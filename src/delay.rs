//! Delay announcement, queue assignment and vendor reporting

use chrono::{DateTime, Duration, Utc};

use crate::error::{AppError, Result};
use crate::models::{
    AnnounceResponse, DelayQueueItem, DeliveryStatus, EnqueueOutcome, Order, VendorDelay,
};
use crate::AppState;

/// Deadline extension for orders still on the road
pub fn grace_period() -> Duration {
    Duration::minutes(30)
}

/// Trailing window covered by the vendor report
pub fn report_window() -> Duration {
    Duration::days(7)
}

/// Record that an order missed its deadline at `now`.
///
/// Orders without a trip, or whose latest trip is delivered, go on the
/// delay queue for an agent. Orders still in transit get their deadline
/// pushed back by the grace period instead.
pub async fn announce_delay(
    state: &AppState,
    order_id: i64,
    now: DateTime<Utc>,
) -> Result<AnnounceResponse> {
    let order = state.store.get_order(order_id).await?;

    if now < order.delivery_time {
        return Err(AppError::PreconditionFailed(format!(
            "Delivery time of order {} has not passed yet",
            order.id
        )));
    }

    let delay = now - order.delivery_time;
    let report = state
        .store
        .upsert_delay_report(order.id, delay, now)
        .await?;

    let in_transit = match state.store.latest_trip_status(order.id).await? {
        None | Some(DeliveryStatus::Delivered) => false,
        Some(DeliveryStatus::Assigned | DeliveryStatus::AtVendor | DeliveryStatus::Picked) => true,
    };

    if in_transit {
        let new_delivery_time = reschedule(state, &order).await?;
        return Ok(AnnounceResponse::Rescheduled { new_delivery_time });
    }

    let message = match state.store.enqueue_delay(report.id, now).await? {
        EnqueueOutcome::Created => {
            tracing::info!(order_id = order.id, report_id = report.id, "Order placed in delay queue");
            "Order placed in delay queue"
        }
        EnqueueOutcome::AlreadyQueued => {
            tracing::debug!(order_id = order.id, report_id = report.id, "Open queue item exists, not queueing again");
            "Order is already in the delay queue"
        }
    };

    Ok(AnnounceResponse::Queued {
        message: message.to_string(),
    })
}

async fn reschedule(state: &AppState, order: &Order) -> Result<DateTime<Utc>> {
    let new_delivery_time = state
        .store
        .extend_delivery_time(order, grace_period())
        .await?;

    tracing::info!(
        order_id = order.id,
        %new_delivery_time,
        "Order still in transit, deadline extended"
    );

    // Best effort: the estimate never decides the outcome
    match &state.eta {
        Some(eta) => match eta.request_estimate(order.id).await {
            Ok(estimate) => {
                tracing::debug!(order_id = order.id, eta_minutes = ?estimate.eta_minutes, "Estimate requested");
            }
            Err(e) => {
                tracing::warn!(order_id = order.id, "Ignoring failed estimate request: {}", e);
            }
        },
        None => tracing::debug!("No ETA service configured"),
    }

    Ok(new_delivery_time)
}

/// Give every unassigned queue item to an agent, oldest first
pub async fn assign_queue(state: &AppState, agent_id: i64) -> Result<Vec<DelayQueueItem>> {
    let agent = state.store.get_agent(agent_id).await?;
    let items = state.store.assign_unassigned(agent.id).await?;

    tracing::info!(agent_id = agent.id, count = items.len(), "Delay queue assigned");

    Ok(items)
}

/// Total delay per vendor over the trailing report window, largest first
pub async fn vendor_report(state: &AppState, now: DateTime<Utc>) -> Result<Vec<VendorDelay>> {
    state.store.vendor_delays_since(now - report_window()).await
}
+ + + + +
Action item – From the entries above, copy each line that holds "AnnounceResponse".

Written response –
    AnnounceResponse, DelayQueueItem, DeliveryStatus, EnqueueOutcome, Order, VendorDelay,
) -> Result<AnnounceResponse> {
        return Ok(AnnounceResponse::Rescheduled { new_delivery_time });
    Ok(AnnounceResponse::Queued {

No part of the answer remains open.